+++ Data in this exercise

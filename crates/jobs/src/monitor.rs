//! Per-job monitoring task.
//!
//! Consumes the trainer's stdout until end of stream, turning lines into
//! progress and log events, then reaps the process and records how it
//! ended. Nothing escapes this task: read and wait failures become an
//! errored job.

use std::sync::Arc;

use tokio::sync::watch;

use sculpt_core::progress::parse_progress_line;
use sculpt_pipeline::{RunnerError, RunningProcess};

use crate::controller::JobController;

pub(crate) async fn run(job: Arc<JobController>, mut process: RunningProcess, exit_tx: watch::Sender<bool>) {
    let streamed = consume_output(&job, &mut process).await;

    let outcome = match streamed {
        Ok(()) => match process.wait().await {
            Ok(exit) if exit.success => Ok(()),
            Ok(exit) => Err(failure_message(exit.exit_code, &exit.stderr)),
            Err(e) => Err(e.to_string()),
        },
        Err(e) => {
            tracing::error!(project = job.project(), error = %e, "Lost trainer output");
            if let Err(kill_err) = process.kill().await {
                tracing::warn!(project = job.project(), error = %kill_err, "Failed to kill trainer");
            }
            Err(e.to_string())
        }
    };

    match &outcome {
        Ok(()) => tracing::info!(project = job.project(), "Trainer exited"),
        Err(message) => tracing::warn!(project = job.project(), error = %message, "Trainer exited with failure"),
    }

    job.record_exit(outcome).await;
    exit_tx.send_replace(true);
}

async fn consume_output(job: &JobController, process: &mut RunningProcess) -> Result<(), RunnerError> {
    loop {
        let line = tokio::select! {
            _ = job.kill_token().cancelled() => {
                process.kill().await?;
                return Ok(());
            }
            line = process.next_line() => line?,
        };

        let Some(line) = line else {
            return Ok(());
        };

        tracing::debug!(project = job.project(), "{line}");
        if let Some(sample) = parse_progress_line(&line) {
            job.record_progress(sample).await;
        }
        job.record_log(line).await;
    }
}

fn failure_message(exit_code: Option<i32>, stderr: &str) -> String {
    let stderr = stderr.trim();
    let status = match exit_code {
        Some(code) => format!("trainer exited with code {code}"),
        None => "trainer was terminated by a signal".to_string(),
    };
    if stderr.is_empty() {
        status
    } else {
        format!("{status}: {stderr}")
    }
}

++++++

Would you please reproduce the records above exactly, only from their first line through the line holding "tracing::error!(project = job.project(), error", with both ends included?

filename crates/jobs/src/monitor.rs
//! Per-job monitoring task.
//!
//! Consumes the trainer's stdout until end of stream, turning lines into
//! progress and log events, then reaps the process and records how it
//! ended. Nothing escapes this task: read and wait failures become an
//! errored job.

use std::sync::Arc;

use tokio::sync::watch;

use sculpt_core::progress::parse_progress_line;
use sculpt_pipeline::{RunnerError, RunningProcess};

use crate::controller::JobController;

pub(crate) async fn run(job: Arc<JobController>, mut process: RunningProcess, exit_tx: watch::Sender<bool>) {
    let streamed = consume_output(&job, &mut process).await;

    let outcome = match streamed {
        Ok(()) => match process.wait().await {
            Ok(exit) if exit.success => Ok(()),
            Ok(exit) => Err(failure_message(exit.exit_code, &exit.stderr)),
            Err(e) => Err(e.to_string()),
        },
        Err(e) => {
            tracing::error!(project = job.project(), error = %e, "Lost trainer output");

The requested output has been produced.